Y esa idea le devolvió al acuciante problema que tenía entre manos, a su método y al ambiente en el que lo llevaría a cabo. Tendría que ser un golpe teatral, un espectacular último acto que apartara a la gente de Palomo Grove de sus televisores y les indujera a lanzarse a la calle, con los ojos abiertos como platos. Después de sopesar varias alternativas, Fletcher eligió una, y, sin dejar de llamar a su hijo, se lanzó en dirección al lugar de su liberación final.

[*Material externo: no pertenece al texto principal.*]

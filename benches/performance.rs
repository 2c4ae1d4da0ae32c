use cloze_unwrap::{
    ClozeEditor, MemoryHost, Node,
    convert::{document_to_node, node_to_document},
    editor::unwrap_all,
    flatten, locate,
    render::render_preview,
    scan,
    theme::Theme,
};
use std::time::{Duration, Instant};
use tdoc::{Document, InlineStyle, Paragraph, Span};

/// Timing checks for cloze operations
///
/// Run with: cargo test --release --bench performance -- --nocapture
///
/// This measures:
/// - Scanning and locating clozes in flat text
/// - Unwrapping every cloze of a document
/// - Selection-wide removal through a host
/// - Preview rendering and tdoc conversion
const SMALL_DOC_PARAGRAPHS: usize = 10;
const MEDIUM_DOC_PARAGRAPHS: usize = 100;
const LARGE_DOC_PARAGRAPHS: usize = 500;

const ITERATIONS: usize = 50;

/// Create a document whose paragraphs carry plain, nested and styled clozes
fn create_cloze_document(num_paragraphs: usize) -> Document {
    let mut doc = Document::new();
    for i in 0..num_paragraphs {
        let content = if i % 3 == 0 {
            vec![
                Span::new_text(&format!("Paragraph {i} asks {{{{c{}::", i + 1)),
                Span::new_styled(InlineStyle::Bold).with_text("a bold answer"),
                Span::new_text("::a hint}} and moves on."),
            ]
        } else if i % 3 == 1 {
            vec![Span::new_text(&format!(
                "{{{{c1::outer {{{{c2::inner {i}}}}} tail}}}} then plain words follow."
            ))]
        } else {
            vec![Span::new_text(&format!(
                "No clozes in paragraph {i}, just text that pads the document out."
            ))]
        };
        doc.add_paragraph(Paragraph::new_text().with_content(content));
    }
    doc
}

struct BenchmarkResult {
    name: String,
    iterations: usize,
    total_duration: Duration,
    avg_duration: Duration,
    min_duration: Duration,
    max_duration: Duration,
}

impl BenchmarkResult {
    fn print(&self) {
        println!("\n{}", "=".repeat(70));
        println!("Benchmark: {}", self.name);
        println!("{}", "=".repeat(70));
        println!("Iterations:     {}", self.iterations);
        println!("Total time:     {:?}", self.total_duration);
        println!("Average:        {:?}", self.avg_duration);
        println!("Min:            {:?}", self.min_duration);
        println!("Max:            {:?}", self.max_duration);

        if self.avg_duration.as_millis() > 100 {
            println!("\n⚠️  WARNING: Average duration > 100ms (user-perceptible lag)");
        }
    }
}

fn benchmark<F>(name: &str, iterations: usize, mut f: F) -> BenchmarkResult
where
    F: FnMut(),
{
    let mut durations = Vec::with_capacity(iterations);

    // Warmup
    for _ in 0..3 {
        f();
    }

    for _ in 0..iterations {
        let start = Instant::now();
        f();
        durations.push(start.elapsed());
    }

    let total_duration: Duration = durations.iter().sum();
    let avg_duration = total_duration / iterations.max(1) as u32;
    let min_duration = durations.iter().min().copied().unwrap_or_default();
    let max_duration = durations.iter().max().copied().unwrap_or_default();

    BenchmarkResult {
        name: name.to_string(),
        iterations,
        total_duration,
        avg_duration,
        min_duration,
        max_duration,
    }
}

fn sized_documents() -> Vec<(&'static str, Node)> {
    vec![
        (
            "Small (10 paras)",
            document_to_node(&create_cloze_document(SMALL_DOC_PARAGRAPHS)),
        ),
        (
            "Medium (100 paras)",
            document_to_node(&create_cloze_document(MEDIUM_DOC_PARAGRAPHS)),
        ),
        (
            "Large (500 paras)",
            document_to_node(&create_cloze_document(LARGE_DOC_PARAGRAPHS)),
        ),
    ]
}

#[test]
fn bench_scan_and_locate() {
    for (name, root) in sized_documents() {
        let text = flatten(&root);
        let expected = scan(&text).len();
        assert!(expected > 0);

        let result = benchmark(&format!("scan - {name}"), ITERATIONS, || {
            assert_eq!(scan(&text).len(), expected);
        });
        result.print();

        let probe = text.chars().count() / 2;
        let result = benchmark(&format!("locate - {name}"), ITERATIONS, || {
            let _ = locate(&text, probe);
        });
        result.print();
    }
}

#[test]
fn bench_unwrap_all() {
    for (name, root) in sized_documents() {
        let iterations = if name.contains("Large") { 3 } else { 10 };
        let result = benchmark(&format!("unwrap_all - {name}"), iterations, || {
            let mut copy = root.clone();
            assert!(unwrap_all(&mut copy));
            assert!(scan(&flatten(&copy)).is_empty());
        });
        result.print();
    }
}

#[test]
fn bench_selection_removal() {
    for (name, root) in sized_documents() {
        let len = flatten(&root).chars().count();
        let iterations = if name.contains("Large") { 3 } else { 10 };
        let result = benchmark(&format!("remove_clozes over all - {name}"), iterations, || {
            let mut host = MemoryHost::new(root.clone());
            host.select(0, len);
            let mut editor = ClozeEditor::new(host);
            assert!(editor.remove_clozes());
            assert_eq!(editor.host().undo_depth(), 1);
        });
        result.print();
    }
}

#[test]
fn bench_caret_removal() {
    for (name, root) in sized_documents() {
        let text = flatten(&root);
        let Some(span) = scan(&text).last().copied() else {
            continue;
        };
        let result = benchmark(&format!("remove_clozes at caret - {name}"), ITERATIONS, || {
            let mut host = MemoryHost::new(root.clone());
            host.set_caret(span.content_start);
            let mut editor = ClozeEditor::new(host);
            assert!(editor.remove_clozes());
        });
        result.print();
    }
}

#[test]
fn bench_preview_and_conversion() {
    let theme = Theme::default();
    for (name, root) in sized_documents() {
        let result = benchmark(&format!("render_preview - {name}"), ITERATIONS, || {
            let preview = render_preview(&root, Some(0), &theme);
            assert!(!preview.lines.is_empty());
        });
        result.print();

        let result = benchmark(&format!("tdoc round trip - {name}"), ITERATIONS, || {
            let back = document_to_node(&node_to_document(&root));
            assert_eq!(back, root);
        });
        result.print();
    }
}
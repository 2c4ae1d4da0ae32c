use std::io::{self, Write};

use crossterm::{
    queue,
    style::{
        Attribute, Color as TermColor, Print, ResetColor, SetAttribute, SetBackgroundColor,
        SetForegroundColor,
    },
};
use ratatui::{
    style::{Color, Modifier, Style},
    text::{Line, Span},
};
use tdoc::InlineStyle;
use unicode_width::UnicodeWidthChar;

use crate::cloze::{ClozeSpan, scan_sorted};
use crate::document::{ElementKind, Node, NodePath, flatten};
use crate::theme::Theme;

#[derive(Clone, Copy, Debug, PartialEq, Eq)]
pub struct CaretPosition {
    pub line: usize,
    pub column: u16,
}

#[derive(Debug)]
pub struct Preview {
    pub lines: Vec<Line<'static>>,
    pub caret: Option<CaretPosition>,
}

#[derive(Clone, Copy, Debug, PartialEq, Eq)]
enum Role {
    Plain,
    Delimiter,
    Content,
    Hint,
}

/// Renders the flat view of `root`, one line per block, with cloze markup
/// and the caret highlighted.
pub fn render_preview(root: &Node, caret: Option<usize>, theme: &Theme) -> Preview {
    let text = flatten(root);
    let roles = classify(text.chars().count(), &scan_sorted(&text));
    let mut renderer = Renderer::new(theme, caret);

    let mut offset = 0;
    let mut current_block: Option<Vec<usize>> = None;
    for (path, chunk) in root.text_nodes() {
        let (block, base) = text_context(root, &path, theme);
        if current_block.as_ref() != Some(&block) {
            if current_block.is_some() {
                renderer.break_line();
            }
            current_block = Some(block);
        }
        for ch in chunk.chars() {
            let role = roles.get(offset).copied().unwrap_or(Role::Plain);
            renderer.push(ch, style_for(role, base, theme), offset);
            offset += 1;
        }
    }
    renderer.finish()
}

/// One listing line: `c<N> <open>..<close> content [hint]`.
pub fn listing_line(text: &str, span: &ClozeSpan, theme: &Theme) -> Line<'static> {
    let mut spans = vec![
        Span::styled(format!("c{}", span.ordinal), theme.ordinal_style()),
        Span::raw(format!(" {}..{} ", span.open_start, span.close_end)),
        Span::styled(span.content_text(text), theme.content_style()),
    ];
    if let Some(hint) = span.hint_text(text) {
        spans.push(Span::raw(" "));
        spans.push(Span::styled(format!("[{hint}]"), theme.hint_style()));
    }
    Line::from(spans)
}

pub fn line_text(line: &Line<'_>) -> String {
    line.spans.iter().map(|span| span.content.as_ref()).collect()
}

/// Writes `lines` to `out`, with terminal colors when `color` is set.
pub fn print_lines<W: Write>(out: &mut W, lines: &[Line<'_>], color: bool) -> io::Result<()> {
    for line in lines {
        print_line(out, line, color)?;
    }
    out.flush()
}

/// Like [`print_lines`]. Without colors the caret is marked with `^` on the
/// line below it.
pub fn print_preview<W: Write>(out: &mut W, preview: &Preview, color: bool) -> io::Result<()> {
    for (idx, line) in preview.lines.iter().enumerate() {
        print_line(out, line, color)?;
        if let Some(caret) = preview.caret.filter(|caret| caret.line == idx && !color) {
            let marker = format!("{}^\n", " ".repeat(caret.column as usize));
            queue!(out, Print(marker))?;
        }
    }
    out.flush()
}

fn print_line<W: Write>(out: &mut W, line: &Line<'_>, color: bool) -> io::Result<()> {
    for span in &line.spans {
        if color {
            apply_style(out, span.style)?;
        }
        queue!(out, Print(span.content.as_ref()))?;
        if color {
            queue!(out, SetAttribute(Attribute::Reset), ResetColor)?;
        }
    }
    queue!(out, Print("\n"))
}

fn apply_style<W: Write>(out: &mut W, style: Style) -> io::Result<()> {
    if let Some(fg) = style.fg {
        queue!(out, SetForegroundColor(term_color(fg)))?;
    }
    if let Some(bg) = style.bg {
        queue!(out, SetBackgroundColor(term_color(bg)))?;
    }
    const ATTRIBUTES: [(Modifier, Attribute); 6] = [
        (Modifier::BOLD, Attribute::Bold),
        (Modifier::DIM, Attribute::Dim),
        (Modifier::ITALIC, Attribute::Italic),
        (Modifier::UNDERLINED, Attribute::Underlined),
        (Modifier::CROSSED_OUT, Attribute::CrossedOut),
        (Modifier::REVERSED, Attribute::Reverse),
    ];
    for (modifier, attribute) in ATTRIBUTES {
        if style.add_modifier.contains(modifier) {
            queue!(out, SetAttribute(attribute))?;
        }
    }
    Ok(())
}

fn term_color(color: Color) -> TermColor {
    match color {
        Color::Reset => TermColor::Reset,
        Color::Black => TermColor::Black,
        Color::Red => TermColor::DarkRed,
        Color::Green => TermColor::DarkGreen,
        Color::Yellow => TermColor::DarkYellow,
        Color::Blue => TermColor::DarkBlue,
        Color::Magenta => TermColor::DarkMagenta,
        Color::Cyan => TermColor::DarkCyan,
        Color::Gray => TermColor::Grey,
        Color::DarkGray => TermColor::DarkGrey,
        Color::LightRed => TermColor::Red,
        Color::LightGreen => TermColor::Green,
        Color::LightYellow => TermColor::Yellow,
        Color::LightBlue => TermColor::Blue,
        Color::LightMagenta => TermColor::Magenta,
        Color::LightCyan => TermColor::Cyan,
        Color::White => TermColor::White,
        Color::Rgb(r, g, b) => TermColor::Rgb { r, g, b },
        Color::Indexed(idx) => TermColor::AnsiValue(idx),
    }
}

/// Role of every character of the flat view. Inner spans are filled after
/// the spans around them.
fn classify(len: usize, spans: &[ClozeSpan]) -> Vec<Role> {
    let mut roles = vec![Role::Plain; len];
    let mut fill = |range: std::ops::Range<usize>, role: Role| {
        for slot in roles.iter_mut().take(range.end).skip(range.start) {
            *slot = role;
        }
    };
    for span in spans {
        fill(span.open_start..span.content_start, Role::Delimiter);
        fill(span.content_range(), Role::Content);
        if let Some(hint) = span.hint_range() {
            fill(span.content_end..hint.start, Role::Delimiter);
            fill(hint, Role::Hint);
        }
        fill(span.close_end.saturating_sub(2)..span.close_end, Role::Delimiter);
    }
    roles
}

/// The path of the closest block around the text node at `path` and the
/// inline formatting applied to it.
fn text_context(root: &Node, path: &NodePath, theme: &Theme) -> (Vec<usize>, Style) {
    let indices = path.indices();
    let mut block = Vec::new();
    let mut style = Style::default();
    let mut node = root;
    for (depth, &idx) in indices.iter().enumerate() {
        let Some(child) = node.children().get(idx) else {
            break;
        };
        node = child;
        match node.kind() {
            Some(ElementKind::Inline { style: inline, .. }) => {
                style = merge_style(style, *inline, theme);
            }
            Some(_) => block = indices[..=depth].to_vec(),
            None => {}
        }
    }
    (block, style)
}

fn merge_style(base: Style, inline: InlineStyle, theme: &Theme) -> Style {
    match inline {
        InlineStyle::None => base,
        InlineStyle::Bold => base.add_modifier(Modifier::BOLD),
        InlineStyle::Italic => base.add_modifier(Modifier::ITALIC),
        InlineStyle::Highlight => base.patch(theme.highlight_style()),
        InlineStyle::Underline => base.add_modifier(Modifier::UNDERLINED),
        InlineStyle::Strike => base.add_modifier(Modifier::CROSSED_OUT),
        InlineStyle::Link => base.patch(theme.link_style()),
        InlineStyle::Code => base.patch(theme.code_style()),
    }
}

fn style_for(role: Role, base: Style, theme: &Theme) -> Style {
    match role {
        Role::Plain => base,
        Role::Delimiter => theme.delimiter_style(),
        Role::Content => theme.content_style().patch(base),
        Role::Hint => theme.hint_style().patch(base),
    }
}

struct Renderer<'a> {
    theme: &'a Theme,
    caret_offset: Option<usize>,
    caret: Option<CaretPosition>,
    lines: Vec<Line<'static>>,
    spans: Vec<Span<'static>>,
    run: String,
    run_style: Style,
    width: usize,
}

impl<'a> Renderer<'a> {
    fn new(theme: &'a Theme, caret_offset: Option<usize>) -> Self {
        Self {
            theme,
            caret_offset,
            caret: None,
            lines: Vec::new(),
            spans: Vec::new(),
            run: String::new(),
            run_style: Style::default(),
            width: 0,
        }
    }

    fn push(&mut self, ch: char, style: Style, offset: usize) {
        let style = if self.caret_offset == Some(offset) {
            self.mark_caret();
            style.patch(self.theme.caret_style())
        } else {
            style
        };
        if ch == '\n' {
            self.break_line();
            return;
        }
        if style != self.run_style {
            self.flush_run();
            self.run_style = style;
        }
        self.run.push(ch);
        self.width += UnicodeWidthChar::width(ch).unwrap_or(0);
    }

    fn mark_caret(&mut self) {
        self.caret = Some(CaretPosition {
            line: self.lines.len(),
            column: u16::try_from(self.width).unwrap_or(u16::MAX),
        });
    }

    fn flush_run(&mut self) {
        if !self.run.is_empty() {
            let run = std::mem::take(&mut self.run);
            self.spans.push(Span::styled(run, self.run_style));
        }
    }

    fn break_line(&mut self) {
        self.flush_run();
        let spans = std::mem::take(&mut self.spans);
        self.lines.push(Line::from(spans));
        self.width = 0;
    }

    fn finish(mut self) -> Preview {
        if self.caret_offset.is_some() && self.caret.is_none() {
            // Caret past the last character.
            self.mark_caret();
            self.flush_run();
            self.spans
                .push(Span::styled(" ", self.theme.caret_style()));
        }
        self.break_line();
        Preview {
            lines: self.lines,
            caret: self.caret,
        }
    }
}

Howie oyó la llamada de Fletcher en el momento en que huía ante el ejército del Jaff, pero las oleadas de pánico que no cesaban de invadirle también le impedían localizar su origen. Howie no hacía más que huir a ciegas, con los terata pisándole los talones. Hasta que se dio cuenta de que les había sacado la ventaja necesaria como para disfrutar de un respiro, sus confusos sentidos no oyeron su nombre pronunciado con suficiente claridad para inducirle a cambiar de dirección y seguir a la llamada. Cuando se lanzó en pos de ella lo hizo con una velocidad de la que él mismo nunca se hubiera creído capaz. A pesar de lo agotados que estaban sus pulmones, consiguió sacarles suficiente aliento para responder con unas pocas palabras a la llamada de Fletcher:
—Te oigo —le dijo, sin dejar de correr—, te oigo. Padre… te oigo.